El municipio de Anorí ubicado en el Nordeste antioqueño se encuentra en estado de alerta máxima tras la imposición de un toque de queda y otras restricciones por parte del Estado Mayor Central del Frente 36 de las disidencias de las Farc. La situación ha generado profunda preocupación entre los habitantes y las autoridades locales.
Un panfleto difundido por la organización armada ilegal establece una serie de medidas drásticas que buscan ejercer un control estricto sobre la población civil. Las disposiciones, justificadas bajo el pretexto de defender el territorio del abandono estatal y de supuestas incursiones paramilitares, incluyen restricciones a la movilidad y a la vida nocturna en el municipio.

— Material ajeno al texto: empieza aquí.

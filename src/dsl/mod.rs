//! Simple query DSL.
//!
//! Syntax:
//!   field = value           - equality (value: number, 'string', "string", true, false, null)
//!   field != value          - inequality
//!   field > n, field <= n   - numeric comparison (also >=, <)
//!   field ~ 'pattern'       - regular expression match
//!   field type name         - runtime type (string, number, bool, null, array, object)
//!   field exists true       - field presence
//!   field size n            - array length (also size>, size<, ...)
//!   expr1 and expr2         - AND
//!   expr1 or expr2          - OR (note: lower precedence than and)
//!   not expr                - NOT
//!   (expr)                  - grouping
//!
//! Field names may contain dots to address nested fields (`address.city`).

mod ast;
mod lexer;
mod literal;
mod parser;

pub use ast::*;
pub use lexer::{Keyword, Operator, RawLiteral, Spanned, Token, tokenize};
pub use literal::{coerce_literal, coerce_type_name};
pub use parser::{parse_clauses, parse_expression, parse_groups};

Restricciones a la movilidad y vida nocturna
Entre las medidas más destacadas se encuentra la imposición de un toque de queda que prohíbe la circulación de personas en el casco urbano después de las 11:30 p. m. de lunes a viernes, y a partir de las 2:30 a. m. durante los fines de semana y festivos. Además, se ha vetado el tránsito vehicular en la vía que conecta a Anorí con Medellín entre las 10:00 p. m. y las primeras horas de la mañana, permitiendo el paso únicamente a misiones médicas y organismos de socorro.
La organización guerrillera también ha prohibido los remates de fiestas en la zona urbana y rural tras el cierre comercial de los establecimientos nocturnos. Asimismo, se ha vetado expresamente las carreras y piques de vehículos en el municipio.

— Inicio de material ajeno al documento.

//! AgentCom hub entry point

use agentcom::config::HubConfig;
use agentcom::hub::{Hub, HubDeps, HubStorage};
use agentcom::server;
use anyhow::Result;
use clap::Parser;
use std::path::PathBuf;
use std::sync::Arc;
use tracing::info;

/// Coordination hub for fleets of autonomous worker agents
#[derive(Debug, Parser)]
#[command(name = "agentcom", version, about)]
struct Args {
    /// Address the transport listens on
    #[arg(long, default_value = "127.0.0.1:8787")]
    bind: String,

    /// SQLite database path
    #[arg(long, default_value = "agentcom.db")]
    db: PathBuf,

    /// Emit logs as JSON
    #[arg(long)]
    json_logs: bool,
}

#[tokio::main]
async fn main() -> Result<()> {
    let args = Args::parse();

    let filter = tracing_subscriber::EnvFilter::try_from_default_env()
        .unwrap_or_else(|_| tracing_subscriber::EnvFilter::new("agentcom=info"));
    if args.json_logs {
        tracing_subscriber::fmt().with_env_filter(filter).json().init();
    } else {
        tracing_subscriber::fmt().with_env_filter(filter).init();
    }

    let hub = Hub::start(
        HubConfig::default(),
        HubStorage::Path(args.db),
        HubDeps::default(),
    )
    .await?;
    let hub = Arc::new(hub);

    let (listener, _local) = server::bind(&args.bind).await?;
    let router = server::create_router(hub.clone());

    axum::serve(listener, router)
        .with_graceful_shutdown(async {
            let _ = tokio::signal::ctrl_c().await;
            info!("ctrl-c received, shutting down");
        })
        .await?;

    if let Ok(hub) = Arc::try_unwrap(hub) {
        hub.shutdown().await;
    }
    info!("hub stopped");
    Ok(())
}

Orden de desalojo para forasteros
Una de las medidas más delicadas ordena la salida inmediata del municipio a toda persona forastera, otorgando un plazo perentorio de 24 horas para abandonar la localidad. Esta disposición ha generado gran preocupación entre los visitantes y residentes temporales en Anorí.

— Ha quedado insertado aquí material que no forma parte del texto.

//! Per-agent state and guarded transitions
//!
//! The record is the pure half of the state machine: transitions validate
//! against the current state and held task, mutate in place, and leave the
//! queue and bus interactions to the registry actor.
//!
//! ```text
//!                      connect
//!         offline ---------------> idle
//!          ^                        |
//!          |                        | assign
//!          |                        v
//!          |                     assigned --accept--> working
//!          |                        |                     |
//!          |   disconnect /         | accept timeout      | complete
//!          |   failure              | (reclaim)           |  or fail
//!          |                        v                     v
//!          +------------------ (task requeued)      idle / blocked
//! ```

use crate::domain_types::{AgentId, CapabilityName, EpochMillis, TaskId};
use serde::{Deserialize, Serialize};
use std::collections::HashSet;
use std::fmt;
use thiserror::Error;

/// Agent lifecycle state
#[derive(Debug, Clone, Copy, PartialEq, Eq, Hash, Serialize, Deserialize)]
#[serde(rename_all = "snake_case")]
pub enum AgentState {
    Idle,
    Assigned,
    Working,
    Blocked,
    Offline,
}

impl fmt::Display for AgentState {
    fn fmt(&self, f: &mut fmt::Formatter<'_>) -> fmt::Result {
        let name = match self {
            Self::Idle => "idle",
            Self::Assigned => "assigned",
            Self::Working => "working",
            Self::Blocked => "blocked",
            Self::Offline => "offline",
        };
        write!(f, "{name}")
    }
}

/// State machine errors
#[derive(Debug, Error)]
pub enum FsmError {
    #[error("unknown agent: {agent_id}")]
    UnknownAgent { agent_id: AgentId },

    #[error("agent {agent_id} is {state}, cannot {action}")]
    InvalidTransition {
        agent_id: AgentId,
        state: AgentState,
        action: &'static str,
    },

    #[error("agent {agent_id} holds {held:?}, frame names {named}")]
    TaskMismatch {
        agent_id: AgentId,
        held: Option<TaskId>,
        named: TaskId,
    },

    #[error("agent state machine is gone")]
    Closed,
}

/// One tracked agent
#[derive(Debug, Clone, Serialize, Deserialize)]
pub struct AgentRecord {
    pub agent_id: AgentId,
    pub capabilities: HashSet<CapabilityName>,
    /// Declared local-model endpoint host, used for routing affinity
    #[serde(default)]
    pub endpoint_host: Option<String>,
    pub fsm_state: AgentState,
    #[serde(default)]
    pub current_task_id: Option<TaskId>,
    pub connected_at: EpochMillis,
    pub last_state_change: EpochMillis,
    pub last_heartbeat: EpochMillis,
    #[serde(default)]
    pub accept_deadline: Option<EpochMillis>,
    /// Set when an acceptance timeout has fired for this agent
    #[serde(default)]
    pub slow_accept: bool,
}

impl AgentRecord {
    /// A freshly connected agent in `Idle`
    #[must_use]
    pub fn connected(
        agent_id: AgentId,
        capabilities: HashSet<CapabilityName>,
        endpoint_host: Option<String>,
    ) -> Self {
        let now = EpochMillis::now();
        Self {
            agent_id,
            capabilities,
            endpoint_host,
            fsm_state: AgentState::Idle,
            current_task_id: None,
            connected_at: now,
            last_state_change: now,
            last_heartbeat: now,
            accept_deadline: None,
            slow_accept: false,
        }
    }

    fn set_state(&mut self, state: AgentState) {
        self.fsm_state = state;
        self.last_state_change = EpochMillis::now();
    }

    fn require_task(&self, named: TaskId) -> Result<(), FsmError> {
        if self.current_task_id == Some(named) {
            Ok(())
        } else {
            Err(FsmError::TaskMismatch {
                agent_id: self.agent_id.clone(),
                held: self.current_task_id,
                named,
            })
        }
    }

    fn invalid(&self, action: &'static str) -> FsmError {
        FsmError::InvalidTransition {
            agent_id: self.agent_id.clone(),
            state: self.fsm_state,
            action,
        }
    }

    /// Whether this agent can take a new assignment
    #[must_use]
    pub fn is_idle(&self) -> bool {
        self.fsm_state == AgentState::Idle
    }

    /// Whether the agent's declared capabilities cover the requirement set
    #[must_use]
    pub fn covers(&self, needed: &HashSet<CapabilityName>) -> bool {
        needed.is_subset(&self.capabilities)
    }

    /// `idle -> assigned`; arms the acceptance deadline
    pub fn assign(&mut self, task_id: TaskId, deadline: EpochMillis) -> Result<(), FsmError> {
        if self.fsm_state != AgentState::Idle {
            return Err(self.invalid("assign"));
        }
        self.current_task_id = Some(task_id);
        self.accept_deadline = Some(deadline);
        self.set_state(AgentState::Assigned);
        Ok(())
    }

    /// `assigned -> working` on a matching `task_accepted`
    pub fn accept(&mut self, task_id: TaskId) -> Result<(), FsmError> {
        if self.fsm_state != AgentState::Assigned {
            return Err(self.invalid("accept"));
        }
        self.require_task(task_id)?;
        self.accept_deadline = None;
        self.set_state(AgentState::Working);
        Ok(())
    }

    /// `assigned -> idle` on rejection; the task goes back to the queue
    pub fn reject(&mut self, task_id: TaskId) -> Result<(), FsmError> {
        if self.fsm_state != AgentState::Assigned {
            return Err(self.invalid("reject"));
        }
        self.require_task(task_id)?;
        self.current_task_id = None;
        self.accept_deadline = None;
        self.set_state(AgentState::Idle);
        Ok(())
    }

    /// `working -> idle | blocked` after the task reached a terminal frame
    pub fn finish(&mut self, task_id: TaskId, blocked: bool) -> Result<(), FsmError> {
        if self.fsm_state != AgentState::Working {
            return Err(self.invalid("finish"));
        }
        self.require_task(task_id)?;
        self.current_task_id = None;
        self.set_state(if blocked {
            AgentState::Blocked
        } else {
            AgentState::Idle
        });
        Ok(())
    }

    /// Acceptance timeout fired; flags the agent and frees it
    pub fn accept_timed_out(&mut self) {
        self.current_task_id = None;
        self.accept_deadline = None;
        self.slow_accept = true;
        self.set_state(AgentState::Idle);
    }

    /// Declares the agent blocked on external input
    pub fn block(&mut self) -> Result<(), FsmError> {
        match self.fsm_state {
            AgentState::Idle | AgentState::Working => {
                // Blocked while working drops eligibility but keeps the
                // task; a disconnect still reclaims it.
                self.set_state(AgentState::Blocked);
                Ok(())
            }
            _ => Err(self.invalid("block")),
        }
    }

    /// Clears a blocked declaration
    pub fn unblock(&mut self) -> Result<(), FsmError> {
        if self.fsm_state != AgentState::Blocked {
            return Err(self.invalid("unblock"));
        }
        self.current_task_id = None;
        self.set_state(AgentState::Idle);
        Ok(())
    }

    /// Reconnect recovery: the queue confirmed the task is still assigned
    /// to this agent, so it resumes `working` without reassignment.
    pub fn resume(&mut self, task_id: TaskId) -> Result<(), FsmError> {
        match self.fsm_state {
            AgentState::Idle | AgentState::Assigned => {
                self.current_task_id = Some(task_id);
                self.accept_deadline = None;
                self.set_state(AgentState::Working);
                Ok(())
            }
            _ => Err(self.invalid("resume")),
        }
    }

    /// Connection closed; the caller reclaims any held task
    pub fn go_offline(&mut self) -> Option<TaskId> {
        let held = self.current_task_id.take();
        self.accept_deadline = None;
        self.set_state(AgentState::Offline);
        held
    }

    /// A new connection re-enters `idle`, refreshing declared capabilities
    pub fn reconnect(
        &mut self,
        capabilities: HashSet<CapabilityName>,
        endpoint_host: Option<String>,
    ) {
        let now = EpochMillis::now();
        self.capabilities = capabilities;
        self.endpoint_host = endpoint_host;
        self.current_task_id = None;
        self.accept_deadline = None;
        self.connected_at = now;
        self.last_heartbeat = now;
        self.set_state(AgentState::Idle);
    }
}

#[cfg(test)]
mod tests {
    use super::*;

    fn record() -> AgentRecord {
        AgentRecord::connected(
            AgentId::try_new("a1".to_string()).unwrap(),
            HashSet::new(),
            None,
        )
    }

    #[test]
    fn happy_path_transitions() {
        let mut rec = record();
        let task = TaskId::generate();
        assert!(rec.is_idle());

        rec.assign(task, EpochMillis::now().plus(60_000)).unwrap();
        assert_eq!(rec.fsm_state, AgentState::Assigned);
        assert!(rec.accept_deadline.is_some());

        rec.accept(task).unwrap();
        assert_eq!(rec.fsm_state, AgentState::Working);
        assert!(rec.accept_deadline.is_none());

        rec.finish(task, false).unwrap();
        assert!(rec.is_idle());
        assert_eq!(rec.current_task_id, None);
    }

    #[test]
    fn assign_requires_idle() {
        let mut rec = record();
        let task = TaskId::generate();
        rec.assign(task, EpochMillis::now()).unwrap();
        assert!(matches!(
            rec.assign(TaskId::generate(), EpochMillis::now()),
            Err(FsmError::InvalidTransition { .. })
        ));
    }

    #[test]
    fn accept_checks_task_identity() {
        let mut rec = record();
        rec.assign(TaskId::generate(), EpochMillis::now()).unwrap();
        assert!(matches!(
            rec.accept(TaskId::generate()),
            Err(FsmError::TaskMismatch { .. })
        ));
    }

    #[test]
    fn timeout_flags_slow_accept() {
        let mut rec = record();
        rec.assign(TaskId::generate(), EpochMillis::now()).unwrap();
        rec.accept_timed_out();
        assert!(rec.is_idle());
        assert!(rec.slow_accept);
    }

    #[test]
    fn offline_surrenders_held_task() {
        let mut rec = record();
        let task = TaskId::generate();
        rec.assign(task, EpochMillis::now()).unwrap();
        rec.accept(task).unwrap();

        assert_eq!(rec.go_offline(), Some(task));
        assert_eq!(rec.fsm_state, AgentState::Offline);

        rec.reconnect(HashSet::new(), None);
        assert!(rec.is_idle());
    }

    #[test]
    fn blocked_agents_are_not_eligible() {
        let mut rec = record();
        rec.block().unwrap();
        assert!(!rec.is_idle());
        rec.unblock().unwrap();
        assert!(rec.is_idle());
    }

    #[test]
    fn resume_reenters_working_without_reassignment() {
        let mut rec = record();
        let task = TaskId::generate();
        rec.resume(task).unwrap();
        assert_eq!(rec.fsm_state, AgentState::Working);
        assert_eq!(rec.current_task_id, Some(task));
    }

    #[test]
    fn capability_cover_is_superset() {
        let cap = |s: &str| CapabilityName::try_new(s.to_string()).unwrap();
        let mut rec = record();
        rec.capabilities = [cap("code"), cap("review")].into_iter().collect();

        let needs: HashSet<_> = [cap("code")].into_iter().collect();
        assert!(rec.covers(&needs));

        let missing: HashSet<_> = [cap("deploy")].into_iter().collect();
        assert!(!rec.covers(&missing));
        assert!(rec.covers(&HashSet::new()));
    }
}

El comunicado concluye con advertencias directas contra quien decida ignorar las normas señaladas, asegurando que la comunidad que incumpla las órdenes deberá asumir sanciones impuestas directamente por la guerrilla. Esta situación ha generado profunda preocupación en las autoridades territoriales y defensores de derechos humanos, quienes señalan la constante vulneración de la libertad de movilidad y la seguridad de los habitantes de esta zona del departamento.
Respuesta de las autoridades
Hasta el momento, no hay una respuesta oficial por parte de la Alcaldía o la Gobernación de Antioquia ante esta situación. La falta de una postura clara por parte de las autoridades locales ha aumentado la inquietud entre los habitantes de Anorí, quienes esperan medidas concretas para garantizar su seguridad y libertad de movilidad.
La situación en Anorí refleja los desafíos que enfrentan los municipios del Nordeste antioqueño en materia de seguridad y control territorial. La imposición de medidas restrictivas por parte de grupos armados ilegales sigue siendo un problema recurrente en la región, afectando la vida cotidiana de sus habitantes y generando un clima de incertidumbre y temor.